§ Activity:
After counting the lines below that hold the word "CancelHandle", reply with the count and nothing else.

§ Material provided:
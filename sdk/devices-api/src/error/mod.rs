//! Error taxonomy for the Device Connect client.
//!
//! [`OpenApiError`] is the one type every fallible SDK call returns, so a
//! caller can handle any failure uniformly. Callers who care about the cause
//! match on the variant (or on [`OpenApiError::kind`]):
//!
//! - `Type`, `Value`, `Key`: usage errors, detected before or after the wire
//! - `Api`: the server rejected the request, or the transport failed
//! - `Cancelled`: the caller cancelled an in-flight call
//!
//! Nothing here is retried or logged; errors surface where they are raised.

pub mod api_exception;
pub mod logging;
pub mod path;

pub use api_exception::{ApiException, TransportFailure};
pub use logging::LoggingError;
pub use path::{ItemPath, PathItem};

use common::{ErrorLocation, HttpStatusCode};

use std::panic::Location;

use thiserror::Error as ThisError;

/// Discriminant of [`OpenApiError`], splitting the transport case out of `Api`.
#[derive(Debug, Clone, Copy, PartialEq, Eq)]
pub enum ErrorKind {
    Type,
    Value,
    Key,
    Api,
    Transport,
    Cancelled,
}

#[derive(Debug, ThisError)]
pub enum OpenApiError {
    /// A value does not have the type its declaration requires.
    #[error("Api Type Error: {message}{path} {location}")]
    Type {
        message: String,
        path: ItemPath,
        location: ErrorLocation,
    },

    /// A value has the right type but violates a constraint.
    #[error("Api Value Error: {message}{path} {location}")]
    Value {
        message: String,
        path: ItemPath,
        location: ErrorLocation,
    },

    /// A required field is missing from a decoded object.
    #[error("Api Key Error: {message}{path} {location}")]
    Key {
        message: String,
        path: ItemPath,
        location: ErrorLocation,
    },

    #[error("Api Exception: {0}")]
    Api(Box<ApiException>),

    #[error("Cancelled Error: {message} {location}")]
    Cancelled {
        message: String,
        location: ErrorLocation,
    },
}

impl OpenApiError {
    #[track_caller]
    pub fn type_error(message: impl Into<String>, path: ItemPath) -> Self {
        OpenApiError::Type {
            message: message.into(),
            path,
            location: ErrorLocation::from(Location::caller()),
        }
    }

    #[track_caller]
    pub fn value_error(message: impl Into<String>) -> Self {
        Self::value_error_at(message, ItemPath::root())
    }

    #[track_caller]
    pub fn value_error_at(message: impl Into<String>, path: ItemPath) -> Self {
        OpenApiError::Value {
            message: message.into(),
            path,
            location: ErrorLocation::from(Location::caller()),
        }
    }

    #[track_caller]
    pub fn key_error(message: impl Into<String>, path: ItemPath) -> Self {
        OpenApiError::Key {
            message: message.into(),
            path,
            location: ErrorLocation::from(Location::caller()),
        }
    }

    #[track_caller]
    pub fn transport(failure: TransportFailure, message: impl Into<String>) -> Self {
        OpenApiError::Api(Box::new(ApiException::transport(failure, message)))
    }

    #[track_caller]
    pub fn cancelled() -> Self {
        OpenApiError::Cancelled {
            message: String::from("request cancelled by caller"),
            location: ErrorLocation::from(Location::caller()),
        }
    }

    pub fn kind(&self) -> ErrorKind {
        match self {
            OpenApiError::Type { .. } => ErrorKind::Type,
            OpenApiError::Value { .. } => ErrorKind::Value,
            OpenApiError::Key { .. } => ErrorKind::Key,
            OpenApiError::Api(exception) if exception.is_transport() => ErrorKind::Transport,
            OpenApiError::Api(_) => ErrorKind::Api,
            OpenApiError::Cancelled { .. } => ErrorKind::Cancelled,
        }
    }

    /// True for the usage errors (`Type`, `Value`, `Key`).
    pub fn is_usage_error(&self) -> bool {
        matches!(
            self.kind(),
            ErrorKind::Type | ErrorKind::Value | ErrorKind::Key
        )
    }

    pub fn api_exception(&self) -> Option<&ApiException> {
        match self {
            OpenApiError::Api(exception) => Some(exception),
            _ => None,
        }
    }

    /// HTTP status of a server-side rejection, `None` for every other case.
    pub fn status(&self) -> Option<HttpStatusCode> {
        self.api_exception().and_then(|exception| exception.status)
    }

    pub fn location(&self) -> ErrorLocation {
        match self {
            OpenApiError::Type { location, .. }
            | OpenApiError::Value { location, .. }
            | OpenApiError::Key { location, .. }
            | OpenApiError::Cancelled { location, .. } => *location,
            OpenApiError::Api(exception) => exception.location,
        }
    }
}

impl From<ApiException> for OpenApiError {
    fn from(exception: ApiException) -> Self {
        OpenApiError::Api(Box::new(exception))
    }
}

impl From<reqwest::Error> for OpenApiError {
    #[track_caller]
    fn from(error: reqwest::Error) -> Self {
        let failure = if error.is_timeout() {
            TransportFailure::Timeout
        } else if error.is_connect() {
            TransportFailure::Connect
        } else {
            TransportFailure::Request
        };
        OpenApiError::transport(failure, error.to_string())
    }
}

impl From<url::ParseError> for OpenApiError {
    #[track_caller]
    fn from(error: url::ParseError) -> Self {
        OpenApiError::value_error(format!("invalid URL: {error}"))
    }
}
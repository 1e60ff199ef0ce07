use crate::helpers::{api_path, configuration_for};

use devices_api::{ApiRequest, BlockingDevicesApiClient, ConnectParams, ErrorKind};

use tokio::runtime::Runtime;
use wiremock::matchers::{method, path};
use wiremock::{Mock, MockServer, ResponseTemplate};

/// Mock server kept alive on its own runtime while the blocking client runs on the test
/// thread.
fn start_server(runtime: &Runtime, status: u16) -> MockServer {
    runtime.block_on(async {
        let server = MockServer::start().await;
        Mock::given(method("GET"))
            .and(path(api_path("/connect")))
            .respond_with(ResponseTemplate::new(status))
            .mount(&server)
            .await;
        server
    })
}

/// **VALUE**: Verifies the blocking facade returns what the async client returns.
///
/// **WHY THIS MATTERS**: Device agents written without async use only this surface.
///
/// **BUG THIS CATCHES**: Would catch the blocking client building its own configuration
/// or swallowing errors.
#[test]
fn given_blocking_client_when_connect_called_then_matches_async_outcome() {
    // GIVEN: A server that accepts connect
    let runtime = Runtime::new().unwrap();
    let server = start_server(&runtime, 200);
    let client = BlockingDevicesApiClient::new(configuration_for(&server)).unwrap();

    // WHEN/THEN: connect succeeds, with http info too
    client.connect(ConnectParams::handshake()).unwrap();
    let response = client
        .connect_with_http_info(ConnectParams::handshake())
        .unwrap();
    assert_eq!(response.status.as_u16(), 200);
}

#[test]
fn given_blocking_client_when_server_rejects_then_returns_api_exception() {
    let runtime = Runtime::new().unwrap();
    let server = start_server(&runtime, 403);
    let client = BlockingDevicesApiClient::new(configuration_for(&server)).unwrap();

    let error = client.connect(ConnectParams::handshake()).unwrap_err();

    assert_eq!(error.kind(), ErrorKind::Api);
    assert_eq!(error.status().map(|status| status.as_u16()), Some(403));
}

#[test]
fn given_blocking_client_when_raw_request_executed_then_body_is_returned_undecoded() {
    let runtime = Runtime::new().unwrap();
    let server = start_server(&runtime, 200);
    let client = BlockingDevicesApiClient::new(configuration_for(&server)).unwrap();

    let raw = client.execute_raw(ApiRequest::get("/connect")).unwrap();

    assert!(raw.status.is_success());
    assert!(raw.body.is_empty());
    assert!(client.configuration().base_path().ends_with("/deviceconnect"));
}
//! Credential handling with redacted Debug output.

use crate::{ErrorLocation, RedactError};

use std::fmt;
use std::panic::Location;

use serde::ser::Error;
use zeroize::Zeroize;

/// A token or API key that never exposes its value in logs or debug output.
#[derive(Clone, PartialEq, Eq)]
pub struct RedactedSecret {
    inner: String,
}

impl RedactedSecret {
    pub fn new(secret: impl Into<String>) -> Self {
        Self {
            inner: secret.into(),
        }
    }

    /// Get the actual secret value for transmission.
    ///
    /// # Security Note
    /// Only call this when building the outgoing request.
    #[inline]
    pub fn expose(&self) -> &str {
        &self.inner
    }

    #[inline]
    pub fn is_empty(&self) -> bool {
        self.inner.is_empty()
    }
}

impl From<String> for RedactedSecret {
    fn from(secret: String) -> Self {
        Self::new(secret)
    }
}

impl From<&str> for RedactedSecret {
    fn from(secret: &str) -> Self {
        Self::new(secret)
    }
}

impl fmt::Debug for RedactedSecret {
    fn fmt(&self, f: &mut fmt::Formatter<'_>) -> fmt::Result {
        write!(f, "RedactedSecret([REDACTED])")
    }
}

impl fmt::Display for RedactedSecret {
    fn fmt(&self, f: &mut fmt::Formatter<'_>) -> fmt::Result {
        write!(f, "[REDACTED SECRET]")
    }
}

impl Drop for RedactedSecret {
    fn drop(&mut self) {
        self.inner.zeroize();
    }
}

// Prevent accidental serialization
impl serde::Serialize for RedactedSecret {
    #[track_caller]
    fn serialize<S>(&self, _serializer: S) -> Result<S::Ok, S::Error>
    where
        S: serde::Serializer,
    {
        Err(S::Error::custom(RedactError::Serialization {
            message: String::from("RedactedSecret cannot be serialized - use expose() explicitly"),
            location: ErrorLocation::from(Location::caller()),
        }))
    }
}
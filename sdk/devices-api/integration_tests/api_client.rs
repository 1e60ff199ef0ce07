use crate::helpers::{DEVICE_TOKEN, api_path, builder_for, configuration_for};

use devices_api::{
    ApiClient, ApiRequest, CancelHandle, Configuration, Credential, DEFAULT_USER_AGENT,
    DEVICE_JWT_AUTH, ErrorKind, ErrorModel, OpenApiError,
};

use std::sync::Arc;
use std::time::{Duration, Instant};

use serde_json::{Value, json};
use wiremock::matchers::{body_json, header, method, path, query_param};
use wiremock::{Mock, MockServer, ResponseTemplate};

// ============================================================================
// Response handling
// ============================================================================

/// **VALUE**: Verifies a 404 surfaces as an API exception with the exact body.
///
/// **WHY THIS MATTERS**: Callers log the raw body and show the server's message; both
/// must survive unchanged.
///
/// **BUG THIS CATCHES**: Would catch non-2xx bodies being decoded as the success type,
/// or the raw text being replaced by a summary.
#[tokio::test]
async fn given_server_returns_404_when_executed_then_api_exception_carries_status_and_body() {
    // GIVEN: A server rejecting the device
    let server = MockServer::start().await;
    let body = r#"{"error":"device not found","request_id":"req-42"}"#;
    Mock::given(method("GET"))
        .and(path(api_path("/devices/d-1")))
        .respond_with(ResponseTemplate::new(404).set_body_raw(body, "application/json"))
        .expect(1)
        .mount(&server)
        .await;
    let client = ApiClient::new(configuration_for(&server)).unwrap();

    // WHEN: Executing
    let error = client
        .execute::<Value>(ApiRequest::get("/devices/{id}").path_param("id", "d-1"))
        .await
        .unwrap_err();

    // THEN: Status, raw body and decoded descriptor are available
    assert_eq!(error.kind(), ErrorKind::Api);
    assert_eq!(error.status().map(|status| status.as_u16()), Some(404));
    let exception = error.api_exception().unwrap();
    assert_eq!(exception.body.as_deref(), Some(body));
    assert_eq!(exception.error_message(), Some("device not found"));
    assert_eq!(
        exception.headers.get("content-type").unwrap(),
        "application/json"
    );
}

/// **VALUE**: Verifies a 2xx response with an unparseable body is a Type error.
///
/// **WHY THIS MATTERS**: The server accepted the request; reporting an API exception would
/// make callers think it was rejected.
///
/// **BUG THIS CATCHES**: Would catch decode failures mapped to ApiException.
#[tokio::test]
async fn given_200_with_invalid_json_when_decoded_as_model_then_returns_type_error() {
    let server = MockServer::start().await;
    Mock::given(method("GET"))
        .and(path(api_path("/status")))
        .respond_with(ResponseTemplate::new(200).set_body_string("{not json"))
        .mount(&server)
        .await;
    let client = ApiClient::new(configuration_for(&server)).unwrap();

    let error = client
        .execute::<ErrorModel>(ApiRequest::get("/status"))
        .await
        .unwrap_err();

    assert_eq!(error.kind(), ErrorKind::Type);
}

#[tokio::test]
async fn given_200_with_model_body_when_executed_with_http_info_then_returns_status_headers_and_data()
 {
    let server = MockServer::start().await;
    Mock::given(method("GET"))
        .and(path(api_path("/status")))
        .respond_with(
            ResponseTemplate::new(200)
                .insert_header("X-Request-ID", "req-7")
                .set_body_json(json!({"error": "none", "request_id": "req-7", "extra": 1})),
        )
        .mount(&server)
        .await;
    let client = ApiClient::new(configuration_for(&server)).unwrap();

    let response = client
        .execute_with_http_info::<ErrorModel>(ApiRequest::get("/status"))
        .await
        .unwrap();

    assert_eq!(response.status, 200u16);
    assert_eq!(response.headers.get("x-request-id").unwrap(), "req-7");
    assert_eq!(response.data, ErrorModel::new("none").with_request_id("req-7"));
}

#[tokio::test]
async fn given_204_when_executed_as_void_then_succeeds() {
    let server = MockServer::start().await;
    Mock::given(method("DELETE"))
        .and(path(api_path("/sessions/s-1")))
        .respond_with(ResponseTemplate::new(204))
        .mount(&server)
        .await;
    let client = ApiClient::new(configuration_for(&server)).unwrap();

    client
        .execute::<()>(ApiRequest::delete("/sessions/{id}").path_param("id", "s-1"))
        .await
        .unwrap();
}

// ============================================================================
// Request construction
// ============================================================================

/// **VALUE**: Verifies a missing path parameter fails before anything is sent.
///
/// **WHY THIS MATTERS**: Usage errors must be cheap and local; a request that reaches the
/// server with a literal `{id}` can have side effects.
///
/// **BUG THIS CATCHES**: Would catch URL resolution happening after the send.
#[tokio::test]
async fn given_missing_path_param_when_executed_then_value_error_and_no_request_sent() {
    // GIVEN: A mock that must never be hit
    let server = MockServer::start().await;
    Mock::given(method("GET"))
        .respond_with(ResponseTemplate::new(200))
        .expect(0)
        .mount(&server)
        .await;
    let client = ApiClient::new(configuration_for(&server)).unwrap();

    // WHEN: Executing without the parameter
    let error = client
        .execute::<()>(ApiRequest::get("/devices/{id}"))
        .await
        .unwrap_err();

    // THEN: Value error; expect(0) is verified when the server drops
    assert_eq!(error.kind(), ErrorKind::Value);
}

/// **VALUE**: Verifies header precedence: defaults, then auth, then caller headers.
///
/// **WHY THIS MATTERS**: Callers override a default header per call, and the device token
/// is attached automatically unless a caller explicitly supplies one.
///
/// **BUG THIS CATCHES**: Would catch defaults overwriting caller headers or auth missing.
#[tokio::test]
async fn given_default_auth_and_caller_headers_when_executed_then_caller_wins_and_auth_is_sent() {
    // GIVEN: A default header overridden per call
    let server = MockServer::start().await;
    Mock::given(method("GET"))
        .and(path(api_path("/status")))
        .and(header("x-trace", "caller"))
        .and(header("x-tenant", "acme"))
        .and(header("authorization", format!("Bearer {DEVICE_TOKEN}").as_str()))
        .and(header("user-agent", DEFAULT_USER_AGENT))
        .and(header("accept", "application/json"))
        .respond_with(ResponseTemplate::new(200))
        .expect(1)
        .mount(&server)
        .await;
    let configuration = builder_for(&server)
        .with_default_header("X-Trace", "default")
        .with_default_header("X-Tenant", "acme")
        .build()
        .unwrap();
    let client = ApiClient::new(Arc::new(configuration)).unwrap();

    // WHEN: Executing with a caller header and DeviceJWT auth
    let result = client
        .execute::<()>(
            ApiRequest::get("/status")
                .header("X-Trace", "caller")
                .auth(DEVICE_JWT_AUTH),
        )
        .await;

    // THEN: The strict mock matched
    assert!(result.is_ok(), "unexpected error: {result:?}");
}

#[tokio::test]
async fn given_caller_authorization_header_when_executed_then_it_replaces_the_token() {
    let server = MockServer::start().await;
    Mock::given(method("GET"))
        .and(header("authorization", "Bearer override"))
        .respond_with(ResponseTemplate::new(200))
        .expect(1)
        .mount(&server)
        .await;
    let client = ApiClient::new(configuration_for(&server)).unwrap();

    client
        .execute::<()>(
            ApiRequest::get("/status")
                .auth(DEVICE_JWT_AUTH)
                .header("Authorization", "Bearer override"),
        )
        .await
        .unwrap();
}

#[tokio::test]
async fn given_query_api_key_and_query_params_when_executed_then_both_are_in_the_url() {
    let server = MockServer::start().await;
    Mock::given(method("GET"))
        .and(path(api_path("/sessions")))
        .and(query_param("page", "2"))
        .and(query_param("api_key", "qk"))
        .respond_with(ResponseTemplate::new(200))
        .expect(1)
        .mount(&server)
        .await;
    let configuration = builder_for(&server)
        .with_credential("QueryKey", Credential::api_key_query("api_key", "qk"))
        .build()
        .unwrap();
    let client = ApiClient::new(Arc::new(configuration)).unwrap();

    client
        .execute::<()>(ApiRequest::get("/sessions").query("page", 2).auth("QueryKey"))
        .await
        .unwrap();
}

/// **VALUE**: Verifies model bodies are sent as JSON without read-only fields.
///
/// **WHY THIS MATTERS**: The server rejects bodies with a wrong content type, and unset
/// fields must not be sent as null.
///
/// **BUG THIS CATCHES**: Would catch a missing Content-Type or nulls for unset fields.
#[tokio::test]
async fn given_model_body_when_executed_then_json_body_and_content_type_are_sent() {
    let server = MockServer::start().await;
    Mock::given(method("POST"))
        .and(path(api_path("/reports")))
        .and(header("content-type", "application/json"))
        .and(body_json(json!({"error": "disk full"})))
        .respond_with(ResponseTemplate::new(201))
        .expect(1)
        .mount(&server)
        .await;
    let client = ApiClient::new(configuration_for(&server)).unwrap();
    let report = ErrorModel::new("disk full");

    client
        .execute::<()>(ApiRequest::post("/reports").body(&report))
        .await
        .unwrap();
}

/// **VALUE**: Verifies a rotated token is used by the next request.
///
/// **WHY THIS MATTERS**: Device JWTs expire; the application swaps the token on a shared
/// configuration and every client built from it must pick it up.
///
/// **BUG THIS CATCHES**: Would catch clients caching auth headers at construction.
#[tokio::test]
async fn given_token_rotated_between_calls_when_executed_then_new_token_is_sent() {
    let server = MockServer::start().await;
    Mock::given(method("GET"))
        .and(header("authorization", "Bearer rotated"))
        .respond_with(ResponseTemplate::new(200))
        .expect(1)
        .mount(&server)
        .await;
    let configuration = configuration_for(&server);
    let client = ApiClient::new(Arc::clone(&configuration)).unwrap();

    configuration.rotate_credential(DEVICE_JWT_AUTH, Credential::bearer("rotated"));
    let result = client
        .execute::<()>(ApiRequest::get("/status").auth(DEVICE_JWT_AUTH))
        .await;

    assert!(result.is_ok(), "unexpected error: {result:?}");
}

// ============================================================================
// Transport failures and cancellation
// ============================================================================

/// **VALUE**: Verifies an elapsed timeout is a transport exception with no status.
///
/// **WHY THIS MATTERS**: A slow server must not hang a device agent; the caller must be
/// able to tell "timed out" from "rejected".
///
/// **BUG THIS CATCHES**: Would catch the per-request timeout being ignored.
#[tokio::test]
async fn given_slow_server_when_request_timeout_elapses_then_returns_transport_timeout() {
    let server = MockServer::start().await;
    Mock::given(method("GET"))
        .respond_with(ResponseTemplate::new(200).set_delay(Duration::from_secs(2)))
        .mount(&server)
        .await;
    let client = ApiClient::new(configuration_for(&server)).unwrap();

    let error = client
        .execute::<()>(ApiRequest::get("/status").timeout(Duration::from_millis(100)))
        .await
        .unwrap_err();

    assert_eq!(error.kind(), ErrorKind::Transport);
    assert_eq!(error.status(), None);
    assert!(error.api_exception().unwrap().is_timeout());
}

#[tokio::test]
async fn given_unreachable_host_when_executed_then_returns_transport_error_without_status() {
    let configuration = Configuration::builder()
        .with_host("http://127.0.0.1:1/api")
        .with_timeout(Duration::from_secs(5))
        .build()
        .unwrap();
    let client = ApiClient::new(Arc::new(configuration)).unwrap();

    let error = client
        .execute::<()>(ApiRequest::get("/status"))
        .await
        .unwrap_err();

    assert_eq!(error.kind(), ErrorKind::Transport);
    assert_eq!(error.status(), None);
}

/// **VALUE**: Verifies cancellation stops an in-flight request promptly.
///
/// **WHY THIS MATTERS**: Shutdown of a device agent must not wait for the full request
/// timeout.
///
/// **BUG THIS CATCHES**: Would catch the cancel signal only being checked before sending.
#[tokio::test]
async fn given_in_flight_request_when_cancelled_then_returns_cancelled_promptly() {
    // GIVEN: A server that answers after five seconds
    let server = MockServer::start().await;
    Mock::given(method("GET"))
        .respond_with(ResponseTemplate::new(200).set_delay(Duration::from_secs(5)))
        .mount(&server)
        .await;
    let client = ApiClient::new(configuration_for(&server)).unwrap();
    let handle = CancelHandle::new();
    let signal = handle.signal();

    // WHEN: Cancelling 50ms into the request
    tokio::spawn(async move {
        tokio::time::sleep(Duration::from_millis(50)).await;
        handle.cancel();
    });
    let started = Instant::now();
    let error = client
        .execute::<()>(ApiRequest::get("/status").cancel_on(signal))
        .await
        .unwrap_err();

    // THEN: Cancelled well before the server would answer
    assert!(matches!(error, OpenApiError::Cancelled { .. }));
    assert!(started.elapsed() < Duration::from_secs(2));
}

§ Answer:
2